"One of the puzzling questions is why long-term cohabiting couples bother to legalise their relationships," the study says.
"In New Zealand, these couples are considered by the state to be in a 'marriage-like relationship' after they share a residence for three years, or earlier if they reproduce together.
"This means that they are required to support each other financially, and separating couples are normally expected to divide equally any property accrued during cohabitation."
Legal marriage has declined dramatically. The proportion of couples living together in their 20s who were legally married dropped from just over half in 1996 to only a third just 10 years later.
Almost half (48 per cent) of all babies born last year, including 35 per cent of non-Maori babies and 79 per cent of Maori babies, were born to parents who were not legally married.
New Zealand's share of births outside marriage was one of the highest in the developed world, compared with 34 per cent in Australia and an OECD average in 2009 of 36 per cent.
Ten marriage celebrants interviewed for the study said that "all or the vast majority" of the couples they had married were already living together, and many already had children together.
One couple had lived together for 23 years and already had grandchildren when they finally married.
Yet the study found that few couples cohabit forever. "Most either eventually marry or separate."
By their 40s, 80 per cent of couples living together are legally married, and among over-60s, the figure is more than 90 per cent.
Forty individuals, including 13 gay people, who were asked about why they chose to marry or have civil unions after living together for at least three years, said they did it "to make a public commitment and celebrate a successful relationship".
Some felt pressured into it by their parents - and by their children.
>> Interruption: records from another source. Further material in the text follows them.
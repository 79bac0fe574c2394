//! Pipeline subjects
//!
//! All actions route through one of two subjects: a `Query` for reads, a
//! `Changeset` for writes. Both carry a resource handle, an action context,
//! and an optional select list; the pipeline operates on them through the
//! `SubjectContext` capability trait so every stage works on either variant
//! or the `Subject` union.

use std::sync::Arc;

use crate::core::context::ActionContext;
use crate::core::errors::ActionError;
use crate::resource::{ResourceError, ResourceInfo, ResourceResult};

/// Capability the pipeline needs from any subject
pub trait SubjectContext {
    /// The resource the action runs against
    fn resource(&self) -> &Arc<ResourceInfo>;

    /// The subject's action context
    fn context(&self) -> &ActionContext;

    /// Mutable access to the subject's action context
    fn context_mut(&mut self) -> &mut ActionContext;
}

/// Capability the result selector needs from a subject
pub trait SelectionSource {
    /// The resource whose attributes drive the projection
    fn selection_resource(&self) -> &ResourceInfo;

    /// The requested select set; None means no projection
    fn selected(&self) -> Option<&[String]>;
}

/// A read action under construction
#[derive(Debug, Clone)]
pub struct Query {
    resource: Arc<ResourceInfo>,
    select: Option<Vec<String>>,
    calculations: Vec<String>,
    context: ActionContext,
}

impl Query {
    /// Create a query against a resource
    pub fn new(resource: Arc<ResourceInfo>) -> Self {
        Self {
            resource,
            select: None,
            calculations: Vec::new(),
            context: ActionContext::default(),
        }
    }

    /// Request a field selection
    pub fn with_select(mut self, fields: Vec<String>) -> Self {
        self.select = Some(fields);
        self
    }

    /// Request a calculation by name.
    ///
    /// # Errors
    ///
    /// Returns `ResourceError::UnknownCalculation` when the resource does
    /// not declare the calculation.
    pub fn load(mut self, calculation: &str) -> ResourceResult<Self> {
        if self.resource.calculation(calculation).is_none() {
            return Err(ResourceError::UnknownCalculation {
                resource: self.resource.name().to_string(),
                name: calculation.to_string(),
            });
        }
        self.calculations.push(calculation.to_string());
        Ok(self)
    }

    /// Requested calculation names
    pub fn calculations(&self) -> &[String] {
        &self.calculations
    }
}

impl SubjectContext for Query {
    fn resource(&self) -> &Arc<ResourceInfo> {
        &self.resource
    }

    fn context(&self) -> &ActionContext {
        &self.context
    }

    fn context_mut(&mut self) -> &mut ActionContext {
        &mut self.context
    }
}

impl SelectionSource for Query {
    fn selection_resource(&self) -> &ResourceInfo {
        &self.resource
    }

    fn selected(&self) -> Option<&[String]> {
        self.select.as_deref()
    }
}

/// A write action under construction
#[derive(Debug, Clone)]
pub struct Changeset {
    resource: Arc<ResourceInfo>,
    select: Option<Vec<String>>,
    errors: Vec<ActionError>,
    context: ActionContext,
}

impl Changeset {
    /// Create a changeset against a resource
    pub fn new(resource: Arc<ResourceInfo>) -> Self {
        Self {
            resource,
            select: None,
            errors: Vec::new(),
            context: ActionContext::default(),
        }
    }

    /// Request a field selection for the returned record
    pub fn with_select(mut self, fields: Vec<String>) -> Self {
        self.select = Some(fields);
        self
    }

    /// Ingest an error into the changeset's error list.
    ///
    /// Aggregates are expanded into their members and exact duplicates are
    /// dropped.
    pub fn add_error(&mut self, error: ActionError) {
        match error {
            ActionError::Multiple(errors) => {
                for error in errors {
                    self.add_error(error);
                }
            }
            error => {
                if !self.errors.contains(&error) {
                    self.errors.push(error);
                }
            }
        }
    }

    /// The accumulated errors, in ingestion order
    pub fn errors(&self) -> &[ActionError] {
        &self.errors
    }

    /// Drop all accumulated errors
    pub fn clear_errors(&mut self) {
        self.errors.clear();
    }
}

impl SubjectContext for Changeset {
    fn resource(&self) -> &Arc<ResourceInfo> {
        &self.resource
    }

    fn context(&self) -> &ActionContext {
        &self.context
    }

    fn context_mut(&mut self) -> &mut ActionContext {
        &mut self.context
    }
}

impl SelectionSource for Changeset {
    fn selection_resource(&self) -> &ResourceInfo {
        &self.resource
    }

    fn selected(&self) -> Option<&[String]> {
        self.select.as_deref()
    }
}

/// Either subject, for callers that handle both
#[derive(Debug, Clone)]
pub enum Subject {
    /// A read action
    Query(Query),
    /// A write action
    Changeset(Changeset),
}

impl SubjectContext for Subject {
    fn resource(&self) -> &Arc<ResourceInfo> {
        match self {
            Subject::Query(query) => query.resource(),
            Subject::Changeset(changeset) => changeset.resource(),
        }
    }

    fn context(&self) -> &ActionContext {
        match self {
            Subject::Query(query) => query.context(),
            Subject::Changeset(changeset) => changeset.context(),
        }
    }

    fn context_mut(&mut self) -> &mut ActionContext {
        match self {
            Subject::Query(query) => query.context_mut(),
            Subject::Changeset(changeset) => changeset.context_mut(),
        }
    }
}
A middle-aged man who had been living with his partner for 15 years said their son kept asking his parents "every now and then" why they were not married, until they finally agreed to do it.
"I think most of his classmates' parents would be married," the father said.
Despite the modern ethos of equality, the study found that men were still expected to propose to women. "The proposal usually followed the patriarchal tradition and came from the man, while in same-sex couples it often came from the older partner," the authors found.
Almost all couples now give each other rings in their wedding ceremonies, but usually only women get an engagement ring first to symbolise that they are "taken".
"The engagement ring operates much more symbolically now. That is the one where it's gender-differentiated and remains so," Dr Elizabeth said.
"The diamond engagement ring was marketed to women as a symbol of romance, and of course it has a huge commercial impulse. They did try in about the 1930s to have a male engagement ring in the States, but they just couldn't get it to take off."
Most brides still choose white dresses. "Of course it has moved away from being a dress that marks your virginity to be an often very sexually alluring dress, but it's still seen to be quite pivotal to what a wedding is about," Dr Elizabeth said.
And most still walk up the aisle with their fathers. The study quotes various celebrants estimating 80 or 90 per cent of brides are still escorted in by their fathers, even when the "aisle" is in a garden or on a beach and even in same-sex civil unions.
"One of the lesbian couples talked about both being walked in through the guests in the garden to the podium by their fathers," Dr Elizabeth said. "A lot said they were happy to be walked up the aisle but not to be 'given away'. A lot of the women said, 'I want to honour and respect my father and recognise that this has been a longstanding part of the marital tradition, but we won't do the traditional notion of my father giving me away'."
Modern women also draw the line at promising to "obey" their husbands, Dr Elizabeth said. "Almost all the women said they wouldn't have said, 'I promise to obey'."